Tuesday, July 28, 2009

Post Script

Two months ago I returned to the United States of America. While on layovers in Taipei, Los Angeles, and Philadelphia, I painstakingly compiled a list of statistics, digging into my journal and poring through maps and online geographical databases. The result was a makeshift odometer reading, split up into several parts.

Miles Traveled

-airplane: 28,707

-bus: 1,522

-train: 940

-car: 587

-foot: 407

-bicycle: 165

-taxi: 52

-songatew: 49

-river ferry: 12

-tuk-tuk: 8

-raft: 5

-motortaxi: 3

-motorcycle: 2

-elephant: 1


Total Miles Traveled: 32,458



Four months.

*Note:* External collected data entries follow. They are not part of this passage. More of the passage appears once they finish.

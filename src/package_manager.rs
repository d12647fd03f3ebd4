//! Package manager detection and the command lines each one uses
//!
//! The manager is picked from `npm_config_user_agent`, which npm, yarn, pnpm
//! and bun all set for the processes they spawn (`npm init playwright`,
//! `yarn create playwright`, ...).

use std::path::Path;
use tracing::debug;

use crate::io::ProjectPaths;

pub const USER_AGENT_ENV: &str = "npm_config_user_agent";

/// Commands a package manager contributes to the scaffold
pub trait PackageManager {
    /// Display name
    fn name(&self) -> &'static str;

    /// Executable name
    fn cli(&self) -> &'static str;

    /// Create a package.json
    fn init(&self) -> Vec<String>;

    /// Run a binary from node_modules
    fn npx(&self, command: &str, args: &[&str]) -> Vec<String>;

    /// Shell line installing dependencies on CI; rendered into the workflow, never executed
    fn ci(&self) -> String;

    fn install_dev_dependency(&self, name: &str) -> Vec<String>;

    fn run_playwright_test(&self, args: &[&str]) -> Vec<String> {
        let mut full = vec!["test"];
        full.extend_from_slice(args);
        self.npx("playwright", &full)
    }

    /// Run a package.json script
    fn run(&self, script: &str) -> Vec<String>;
}

fn argv(parts: &[&str]) -> Vec<String> {
    parts.iter().map(|p| p.to_string()).collect()
}

fn with_args(mut head: Vec<String>, args: &[&str]) -> Vec<String> {
    head.extend(args.iter().map(|a| a.to_string()));
    head
}

pub struct Npm;

pub struct Yarn {
    /// Yarn 2+ ("berry")
    pub berry: bool,
}

pub struct Pnpm {
    /// The root holds pnpm-workspace.yaml, so root installs need --workspace-root
    pub workspace_root: bool,
}

pub struct Bun;

impl PackageManager for Npm {
    fn name(&self) -> &'static str {
        "NPM"
    }

    fn cli(&self) -> &'static str {
        "npm"
    }

    fn init(&self) -> Vec<String> {
        argv(&["npm", "init", "-y"])
    }

    fn npx(&self, command: &str, args: &[&str]) -> Vec<String> {
        with_args(argv(&["npx", command]), args)
    }

    fn ci(&self) -> String {
        "npm ci".to_string()
    }

    fn install_dev_dependency(&self, name: &str) -> Vec<String> {
        argv(&["npm", "install", "--save-dev", name])
    }

    fn run(&self, script: &str) -> Vec<String> {
        argv(&["npm", "run", script])
    }
}

impl PackageManager for Yarn {
    fn name(&self) -> &'static str {
        if self.berry {
            "Yarn Berry"
        } else {
            "Yarn Classic"
        }
    }

    fn cli(&self) -> &'static str {
        "yarn"
    }

    fn init(&self) -> Vec<String> {
        argv(&["yarn", "init", "-y"])
    }

    fn npx(&self, command: &str, args: &[&str]) -> Vec<String> {
        with_args(argv(&["yarn", command]), args)
    }

    fn ci(&self) -> String {
        if self.berry {
            "corepack enable && yarn install --immutable".to_string()
        } else {
            "npm install -g yarn && yarn".to_string()
        }
    }

    fn install_dev_dependency(&self, name: &str) -> Vec<String> {
        argv(&["yarn", "add", "--dev", name])
    }

    fn run(&self, script: &str) -> Vec<String> {
        argv(&["yarn", script])
    }
}

impl PackageManager for Pnpm {
    fn name(&self) -> &'static str {
        "pnpm"
    }

    fn cli(&self) -> &'static str {
        "pnpm"
    }

    fn init(&self) -> Vec<String> {
        argv(&["pnpm", "init"])
    }

    fn npx(&self, command: &str, args: &[&str]) -> Vec<String> {
        with_args(argv(&["pnpm", "exec", command]), args)
    }

    fn ci(&self) -> String {
        "npm install -g pnpm && pnpm install".to_string()
    }

    fn install_dev_dependency(&self, name: &str) -> Vec<String> {
        let mut command = argv(&["pnpm", "add", "--save-dev"]);
        if self.workspace_root {
            command.push("--workspace-root".to_string());
        }
        command.push(name.to_string());
        command
    }

    fn run(&self, script: &str) -> Vec<String> {
        argv(&["pnpm", "run", script])
    }
}

impl PackageManager for Bun {
    fn name(&self) -> &'static str {
        "Bun"
    }

    fn cli(&self) -> &'static str {
        "bun"
    }

    fn init(&self) -> Vec<String> {
        argv(&["bun", "init", "-y"])
    }

    fn npx(&self, command: &str, args: &[&str]) -> Vec<String> {
        with_args(argv(&["bunx", command]), args)
    }

    fn ci(&self) -> String {
        "npm install -g bun && bun install".to_string()
    }

    fn install_dev_dependency(&self, name: &str) -> Vec<String> {
        argv(&["bun", "add", "-D", name])
    }

    fn run(&self, script: &str) -> Vec<String> {
        argv(&["bun", "run", script])
    }
}

/// Pick the package manager that launched us
pub fn determine_package_manager(root: &Path) -> Box<dyn PackageManager> {
    let agent = std::env::var(USER_AGENT_ENV).ok();
    from_user_agent(agent.as_deref(), root)
}

/// Agent strings look like `pnpm/8.6.0 npm/? node/v18.16.0 linux x64`
pub fn from_user_agent(agent: Option<&str>, root: &Path) -> Box<dyn PackageManager> {
    let agent = agent.unwrap_or_default();
    let manager: Box<dyn PackageManager> = if let Some(rest) = agent.strip_prefix("yarn") {
        Box::new(Yarn {
            berry: major_version(rest).is_some_and(|major| major >= 2),
        })
    } else if agent.starts_with("pnpm") {
        Box::new(Pnpm {
            workspace_root: ProjectPaths::new(root).pnpm_workspace().exists(),
        })
    } else if agent.starts_with("bun") {
        Box::new(Bun)
    } else {
        Box::new(Npm)
    };
    debug!(agent, package_manager = manager.name(), "Detected package manager");
    manager
}

fn major_version(after_name: &str) -> Option<u32> {
    after_name
        .strip_prefix('/')?
        .split(['.', ' '])
        .next()?
        .parse()
        .ok()
}
pub mod app;

pub use app::{Cli, LogLevel};
use std::path::PathBuf;
use thiserror::Error;

#[derive(Error, Debug)]
pub enum ScaffoldError {
    #[error("IO error: {0}")]
    Io(#[from] std::io::Error),

    #[error("JSON error: {0}")]
    Json(#[from] serde_json::Error),

    #[error("Invalid options: {0}")]
    InvalidOptions(String),

    #[error("Unsafe path '{}': must be relative and must not leave the project directory", .0.display())]
    UnsafePath(PathBuf),

    #[error("Prompt input closed before an answer was given")]
    PromptClosed,

    #[error("Command '{command}' failed: {reason}")]
    CommandFailed { command: String, reason: String },

    #[error("package.json not found in {}", .0.display())]
    MissingPackageJson(PathBuf),

    #[error("Invalid package.json: {0}")]
    InvalidPackageJson(String),

    #[error("Template error: {0}")]
    Template(String),
}

pub type Result<T> = std::result::Result<T, ScaffoldError>;
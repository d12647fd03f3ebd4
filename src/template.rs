//! Template rendering for the generated project files
//!
//! Templates are plain files under `assets/` with two kinds of markup:
//! `{{name}}` placeholders and line-level sections
//!
//! ```text
//!     //--begin-firefox
//!     { name: 'firefox', use: { ...devices['Desktop Firefox'] } },
//!     //--end-firefox
//! ```
//!
//! YAML templates use `#--begin-` / `#--end-` instead.

use once_cell::sync::Lazy;
use regex::Regex;
use std::collections::{BTreeMap, HashMap};

use crate::{Result, ScaffoldError};

pub const PLAYWRIGHT_CONFIG_TS: &str = include_str!("../assets/playwright.config.ts");
pub const PLAYWRIGHT_CONFIG_JS: &str = include_str!("../assets/playwright.config.js");
pub const PLAYWRIGHT_CT_CONFIG_TS: &str = include_str!("../assets/playwright-ct.config.ts");
pub const PLAYWRIGHT_CT_CONFIG_JS: &str = include_str!("../assets/playwright-ct.config.js");
pub const EXAMPLE_SPEC_TS: &str = include_str!("../assets/example.spec.ts");
pub const EXAMPLE_SPEC_JS: &str = include_str!("../assets/example.spec.js");
pub const DEMO_TODO_APP_SPEC_TS: &str = include_str!("../assets/demo-todo-app.spec.ts");
pub const DEMO_TODO_APP_SPEC_JS: &str = include_str!("../assets/demo-todo-app.spec.js");
pub const GITHUB_ACTIONS_WORKFLOW: &str = include_str!("../assets/github-actions.yml");
pub const CT_INDEX_HTML: &str = include_str!("../assets/playwright/index.html");
pub const CT_INDEX_TS: &str = include_str!("../assets/playwright/index.ts");
pub const CT_INDEX_JS: &str = include_str!("../assets/playwright/index.js");

static BEGIN_MARKER: Lazy<Regex> =
    Lazy::new(|| Regex::new(r"^(\s*)(//|#)--begin-(\S+)\s*$").expect("begin marker regex"));
static END_MARKER: Lazy<Regex> =
    Lazy::new(|| Regex::new(r"^\s*(//|#)--end-(\S+)\s*$").expect("end marker regex"));

/// What happens to the lines of a section
#[derive(Debug, Clone, Copy, PartialEq, Eq)]
pub enum SectionMode {
    Show,
    Hide,
    Comment,
}

struct OpenSection {
    name: String,
    mode: SectionMode,
    indent: String,
    comment: &'static str,
}

/// Render `input`, substituting `vars` and resolving sections.
/// Sections without an entry in `sections` are commented out.
pub fn execute_template(
    input: &str,
    vars: &BTreeMap<&str, String>,
    sections: &HashMap<&str, SectionMode>,
) -> Result<String> {
    let mut text = input.to_string();
    for (key, value) in vars {
        let placeholder = format!("{{{{{}}}}}", key);
        text = text.replace(&placeholder, value);
    }

    let mut lines: Vec<String> = Vec::new();
    let mut open: Option<OpenSection> = None;

    for line in text.split('\n') {
        if let Some(caps) = BEGIN_MARKER.captures(line) {
            let name = caps[3].to_string();
            if let Some(current) = &open {
                return Err(ScaffoldError::Template(format!(
                    "section '{}' opened inside section '{}'",
                    name, current.name
                )));
            }
            let mode = sections
                .get(name.as_str())
                .copied()
                .unwrap_or(SectionMode::Comment);
            open = Some(OpenSection {
                name,
                mode,
                indent: caps[1].to_string(),
                comment: if &caps[2] == "#" { "# " } else { "// " },
            });
            continue;
        }

        if let Some(caps) = END_MARKER.captures(line) {
            match open.take() {
                Some(section) if section.name == caps[2] => continue,
                Some(section) => {
                    return Err(ScaffoldError::Template(format!(
                        "section '{}' closed by end marker for '{}'",
                        section.name, &caps[2]
                    )))
                }
                None => {
                    return Err(ScaffoldError::Template(format!(
                        "end marker for '{}' without a matching begin",
                        &caps[2]
                    )))
                }
            }
        }

        match &open {
            None => lines.push(line.to_string()),
            Some(section) => match section.mode {
                SectionMode::Show => lines.push(line.to_string()),
                SectionMode::Hide => {}
                SectionMode::Comment => lines.push(comment_out(line, section)),
            },
        }
    }

    if let Some(section) = open {
        return Err(ScaffoldError::Template(format!(
            "section '{}' is never closed",
            section.name
        )));
    }

    Ok(lines.join("\n"))
}

fn comment_out(line: &str, section: &OpenSection) -> String {
    match line.strip_prefix(section.indent.as_str()) {
        Some(rest) => format!("{}{}{}", section.indent, section.comment, rest),
        None => format!("{}{}", section.comment, line.trim_start()),
    }
}
pub mod files;
pub mod paths;

pub use files::{update_gitignore, write_files, GITIGNORE_ENTRIES};
pub use paths::{PathUtils, ProjectPaths};
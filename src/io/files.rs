use std::collections::HashSet;
use std::fs;
use std::path::{Path, PathBuf};
use tracing::{debug, info, warn};

use crate::io::ProjectPaths;
use crate::plan::PlannedFile;
use crate::prompt::Prompt;
use crate::Result;

/// Paths every Playwright project should keep out of git
pub const GITIGNORE_ENTRIES: &[&str] = &[
    "node_modules/",
    "/test-results/",
    "/playwright-report/",
    "/blob-report/",
    "/playwright/.cache/",
];

/// Write the planned files under `root`.
///
/// Existing files are only replaced when `prompt` is given and the user agrees;
/// without a prompt they are left alone. Returns the paths actually written.
pub fn write_files(
    root: &Path,
    files: &[PlannedFile],
    mut prompt: Option<&mut dyn Prompt>,
) -> Result<Vec<PathBuf>> {
    let paths = ProjectPaths::new(root);
    let mut written = Vec::new();

    for file in files {
        let target = paths.resolve(&file.path)?;
        let shown = file.path.display().to_string();

        if target.exists() {
            let overwrite = match prompt.as_mut() {
                Some(prompt) => {
                    prompt.confirm(&format!("{shown} already exists. Override it?"), false)?
                }
                None => false,
            };
            if !overwrite {
                warn!("Skipping {} (already exists)", shown);
                println!("Skipping {shown}, it already exists.");
                continue;
            }
        }

        if let Some(parent) = target.parent() {
            fs::create_dir_all(parent)?;
        }
        println!("Writing {shown}.");
        fs::write(&target, &file.contents)?;
        debug!(path = %target.display(), bytes = file.contents.len(), "Wrote file");
        written.push(file.path.clone());
    }

    Ok(written)
}

/// `node_modules` matches with or without slashes; other entries must match exactly
fn normalize_entry(line: &str) -> &str {
    let trimmed = line.trim();
    if trimmed.trim_matches('/') == "node_modules" {
        "node_modules"
    } else {
        trimmed
    }
}

/// Make sure `.gitignore` lists [`GITIGNORE_ENTRIES`], appending only the
/// missing ones. Returns whether the file changed.
pub fn update_gitignore(root: &Path) -> Result<bool> {
    let path = ProjectPaths::new(root).gitignore();
    let existing = if path.exists() {
        fs::read_to_string(&path)?
    } else {
        String::new()
    };

    let present: HashSet<&str> = existing.lines().map(normalize_entry).collect();
    let missing: Vec<&str> = GITIGNORE_ENTRIES
        .iter()
        .copied()
        .filter(|entry| !present.contains(normalize_entry(entry)))
        .collect();

    if missing.is_empty() {
        debug!(".gitignore already lists all Playwright entries");
        return Ok(false);
    }

    let mut content = existing;
    if !content.is_empty() && !content.ends_with('\n') {
        content.push('\n');
    }
    for entry in &missing {
        content.push_str(entry);
        content.push('\n');
    }
    fs::write(&path, content)?;
    info!(added = missing.len(), "Updated .gitignore");
    Ok(true)
}
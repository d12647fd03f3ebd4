use serde_json::{Map, Value};
use std::fs;
use std::path::Path;
use tracing::{debug, info};

use crate::io::ProjectPaths;
use crate::{Result, ScaffoldError};

/// Script npm writes into a fresh package.json
const NPM_PLACEHOLDER: &str = "no test specified";

pub const TEST_SCRIPT: &str = "playwright test";

/// Point the `test` script at Playwright.
///
/// npm's placeholder script is replaced; a real `test` script is left as is.
/// With `ct_config`, a `test-ct` script running that config is added too.
/// Returns the patched document.
pub fn patch_package_json(root: &Path, ct_config: Option<&str>) -> Result<Value> {
    let path = ProjectPaths::new(root).package_json();
    if !path.exists() {
        return Err(ScaffoldError::MissingPackageJson(root.to_path_buf()));
    }

    let content = fs::read_to_string(&path)?;
    let mut manifest: Value = serde_json::from_str(&content)
        .map_err(|e| ScaffoldError::InvalidPackageJson(e.to_string()))?;

    patch_scripts(&mut manifest, ct_config)?;

    // npm writes package.json with two-space indentation and a trailing newline
    let mut json_str = serde_json::to_string_pretty(&manifest)?;
    json_str.push('\n');
    fs::write(&path, json_str)?;
    info!("Patched scripts in {}", path.display());

    Ok(manifest)
}

fn patch_scripts(manifest: &mut Value, ct_config: Option<&str>) -> Result<()> {
    let object = manifest
        .as_object_mut()
        .ok_or_else(|| ScaffoldError::InvalidPackageJson("top level must be an object".to_string()))?;

    let scripts = object
        .entry("scripts")
        .or_insert_with(|| Value::Object(Map::new()))
        .as_object_mut()
        .ok_or_else(|| ScaffoldError::InvalidPackageJson("\"scripts\" must be an object".to_string()))?;

    let is_placeholder = scripts
        .get("test")
        .and_then(Value::as_str)
        .is_some_and(|script| script.contains(NPM_PLACEHOLDER));
    if is_placeholder {
        debug!("Removing npm placeholder test script");
        scripts.shift_remove("test");
    }

    if !scripts.contains_key("test") {
        scripts.insert("test".to_string(), Value::String(TEST_SCRIPT.to_string()));
    }

    if let Some(config) = ct_config {
        scripts.insert(
            "test-ct".to_string(),
            Value::String(format!("{TEST_SCRIPT} -c {config}")),
        );
    }

    Ok(())
}

#[cfg(test)]
mod tests {
    use super::*;
    use pretty_assertions::assert_eq;
    use serde_json::json;
    use tempfile::TempDir;

    fn write_manifest(dir: &Path, content: &str) {
        fs::write(dir.join("package.json"), content).unwrap();
    }

    #[test]
    fn test_replaces_npm_placeholder() {
        let temp_dir = TempDir::new().unwrap();
        write_manifest(
            temp_dir.path(),
            r#"{
  "name": "demo",
  "version": "1.0.0",
  "scripts": {
    "test": "echo \"Error: no test specified\" && exit 1"
  },
  "license": "ISC"
}"#,
        );

        patch_package_json(temp_dir.path(), None).unwrap();

        let written = fs::read_to_string(temp_dir.path().join("package.json")).unwrap();
        assert_eq!(
            written,
            r#"{
  "name": "demo",
  "version": "1.0.0",
  "scripts": {
    "test": "playwright test"
  },
  "license": "ISC"
}
"#
        );
    }

    #[test]
    fn test_keeps_existing_test_script_and_other_keys() {
        let temp_dir = TempDir::new().unwrap();
        write_manifest(
            temp_dir.path(),
            r#"{"name":"demo","scripts":{"build":"tsc","test":"vitest"},"devDependencies":{"typescript":"^5.0.0"}}"#,
        );

        let manifest = patch_package_json(temp_dir.path(), None).unwrap();

        assert_eq!(manifest["scripts"], json!({"build": "tsc", "test": "vitest"}));
        assert_eq!(manifest["devDependencies"]["typescript"], "^5.0.0");
    }

    #[test]
    fn test_adds_scripts_object_when_missing() {
        let temp_dir = TempDir::new().unwrap();
        write_manifest(temp_dir.path(), r#"{"name":"demo"}"#);

        let manifest = patch_package_json(temp_dir.path(), None).unwrap();
        assert_eq!(manifest["scripts"]["test"], "playwright test");
    }

    #[test]
    fn test_component_testing_script() {
        let temp_dir = TempDir::new().unwrap();
        write_manifest(temp_dir.path(), r#"{"name":"demo","scripts":{}}"#);

        let manifest =
            patch_package_json(temp_dir.path(), Some("playwright-ct.config.ts")).unwrap();

        assert_eq!(
            manifest["scripts"]["test-ct"],
            "playwright test -c playwright-ct.config.ts"
        );
    }

    #[test]
    fn test_deterministic_output() {
        let temp_dir = TempDir::new().unwrap();
        write_manifest(temp_dir.path(), r#"{"name":"demo"}"#);

        patch_package_json(temp_dir.path(), None).unwrap();
        let first = fs::read_to_string(temp_dir.path().join("package.json")).unwrap();
        patch_package_json(temp_dir.path(), None).unwrap();
        let second = fs::read_to_string(temp_dir.path().join("package.json")).unwrap();

        assert_eq!(first, second);
    }

    #[test]
    fn test_errors() {
        let temp_dir = TempDir::new().unwrap();
        assert!(matches!(
            patch_package_json(temp_dir.path(), None),
            Err(ScaffoldError::MissingPackageJson(_))
        ));

        write_manifest(temp_dir.path(), r#"{"scripts":"nope"}"#);
        assert!(matches!(
            patch_package_json(temp_dir.path(), None),
            Err(ScaffoldError::InvalidPackageJson(_))
        ));

        write_manifest(temp_dir.path(), "{ not json");
        assert!(matches!(
            patch_package_json(temp_dir.path(), None),
            Err(ScaffoldError::InvalidPackageJson(_))
        ));
    }
}
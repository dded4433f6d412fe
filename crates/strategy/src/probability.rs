//! Sentiment-to-probability conversion.
//!
//! A linear rescaling of compound sentiment onto P(YES). There is no
//! calibration against resolved markets.

/// Map sentiment in [-1, 1] to an implied YES probability in [0, 1].
pub fn est_yes_prob(sentiment: f64) -> f64 {
    ((sentiment + 1.0) / 2.0).clamp(0.0, 1.0)
}

/// Edge for each side given the estimate and the market's YES price.
///
/// Returns `(edge_yes, edge_no)`. The two are negatives of each other, so at
/// most one can exceed a positive threshold.
pub fn side_edges(est_yes: f64, market_yes: f64) -> (f64, f64) {
    let edge_yes = est_yes - market_yes;
    let edge_no = (1.0 - est_yes) - (1.0 - market_yes);
    (edge_yes, edge_no)
}

#[cfg(test)]
mod tests {
    use super::*;

    #[test]
    fn test_endpoints() {
        assert_eq!(est_yes_prob(-1.0), 0.0);
        assert_eq!(est_yes_prob(0.0), 0.5);
        assert_eq!(est_yes_prob(1.0), 1.0);
    }

    #[test]
    fn test_bounded_and_monotone() {
        let mut prev = est_yes_prob(-1.0);
        for step in 0..=200 {
            let s = -1.0 + step as f64 * 0.01;
            let p = est_yes_prob(s);
            assert!((0.0..=1.0).contains(&p), "p={} out of range for s={}", p, s);
            assert!(p >= prev, "not monotone at s={}", s);
            prev = p;
        }
    }

    #[test]
    fn test_out_of_range_input_clamped() {
        assert_eq!(est_yes_prob(-3.0), 0.0);
        assert_eq!(est_yes_prob(2.5), 1.0);
    }

    #[test]
    fn test_side_edges() {
        let (yes, no) = side_edges(0.5, 0.3);
        assert!((yes - 0.2).abs() < 1e-9);
        assert!((no + 0.2).abs() < 1e-9);

        let (yes, no) = side_edges(0.5, 0.7);
        assert!((yes + 0.2).abs() < 1e-9);
        assert!((no - 0.2).abs() < 1e-9);
    }
}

Thirty-two thousand, four hundred and fifty-eight miles. Desert, jungle, mountains, ocean. Villages, cities, towns, slums. Los Angeles, Kuala Lumpur, Sydney, Bangkok, Manila. Philosophical discussions, jungle treks, snake farms, gearless cliff climbs, starvation and survival. Food poisoning. A kid with a machine gun in one of the worst countries on the planet. The most perfectly-formed conical volcano in the world. Bushwalking through the wilderness. Poisonous freakin snakes. Poisonous freakin lizards. Hitchhiking, dehydration, cycling monstrous hills under a 113 degree sun. Speaking German to Germans, speaking German to Austrians, learning some Thai, photographing ancient archeological ruins, sketching coastal highlands, sliding down waterfalls, composing guitar pieces by the sea. Missing home, reflecting on life, fording a river in a 4x4 with a burnt-out clutch, dodging motorcycles on sidewalks, eating street cuisine, collecting foreign currency, entertaining hostels with renditions of Cat Stevens and The Eagles, playing chess under the setting sun, midnight beach strolls, missed flights, changed plans, rafting down rivers on sinking bamboo flats, heinekens and pool, abandoned rail tunnels, kangaroos, Pacific typhoons, abject poverty, letters home, worries, fears, awe and wonder, existential musings, the clarity of ten thousand stars in the night.



How do you sum up something so vast in scale?

Before I left, my battle cry was that "if you don't take chances, you won't have any stories to tell." I wanted to take a chance. And I did.

I can tell you stories, so I guess I succeeded.